• Exercise directions: Which lines of the records below contain the word "await"? Report each of them in full.

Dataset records

═══

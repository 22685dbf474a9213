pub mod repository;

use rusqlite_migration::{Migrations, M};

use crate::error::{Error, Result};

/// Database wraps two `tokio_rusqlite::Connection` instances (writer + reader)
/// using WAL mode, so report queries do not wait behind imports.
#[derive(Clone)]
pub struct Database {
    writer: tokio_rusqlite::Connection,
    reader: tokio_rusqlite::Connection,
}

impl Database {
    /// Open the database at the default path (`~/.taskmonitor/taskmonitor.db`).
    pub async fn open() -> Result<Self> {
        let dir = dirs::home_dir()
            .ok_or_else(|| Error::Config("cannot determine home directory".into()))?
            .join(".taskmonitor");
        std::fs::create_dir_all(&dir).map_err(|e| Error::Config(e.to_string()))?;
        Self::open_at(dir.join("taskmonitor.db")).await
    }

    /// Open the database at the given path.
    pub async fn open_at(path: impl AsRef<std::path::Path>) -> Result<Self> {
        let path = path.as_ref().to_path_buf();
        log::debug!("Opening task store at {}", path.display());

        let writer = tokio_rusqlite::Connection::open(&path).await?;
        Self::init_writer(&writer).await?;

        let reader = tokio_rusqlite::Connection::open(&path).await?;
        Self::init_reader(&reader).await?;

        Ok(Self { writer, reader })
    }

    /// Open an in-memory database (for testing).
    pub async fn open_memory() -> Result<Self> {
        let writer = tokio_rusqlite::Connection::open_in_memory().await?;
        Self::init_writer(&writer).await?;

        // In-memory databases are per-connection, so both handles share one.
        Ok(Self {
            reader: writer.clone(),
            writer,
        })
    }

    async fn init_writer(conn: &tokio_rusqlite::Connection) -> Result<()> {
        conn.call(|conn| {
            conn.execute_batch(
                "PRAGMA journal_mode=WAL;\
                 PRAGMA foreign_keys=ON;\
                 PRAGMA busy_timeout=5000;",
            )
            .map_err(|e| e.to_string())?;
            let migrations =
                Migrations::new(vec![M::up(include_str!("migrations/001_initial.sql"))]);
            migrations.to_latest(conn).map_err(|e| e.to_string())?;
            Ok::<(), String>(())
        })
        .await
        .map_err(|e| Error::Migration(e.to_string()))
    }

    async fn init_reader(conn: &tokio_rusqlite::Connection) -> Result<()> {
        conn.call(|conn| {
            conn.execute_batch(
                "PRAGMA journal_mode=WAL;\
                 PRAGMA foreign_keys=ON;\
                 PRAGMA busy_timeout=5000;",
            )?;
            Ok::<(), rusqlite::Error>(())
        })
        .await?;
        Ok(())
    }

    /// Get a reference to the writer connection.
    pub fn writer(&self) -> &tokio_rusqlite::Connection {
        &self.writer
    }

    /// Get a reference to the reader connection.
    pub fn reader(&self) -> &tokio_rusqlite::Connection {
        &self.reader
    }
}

═══

• Task result:
        Self::open_at(dir.join("taskmonitor.db")).await
        let writer = tokio_rusqlite::Connection::open(&path).await?;
        Self::init_writer(&writer).await?;
        let reader = tokio_rusqlite::Connection::open(&path).await?;
        Self::init_reader(&reader).await?;
        let writer = tokio_rusqlite::Connection::open_in_memory().await?;
        Self::init_writer(&writer).await?;
        .await
        .await?;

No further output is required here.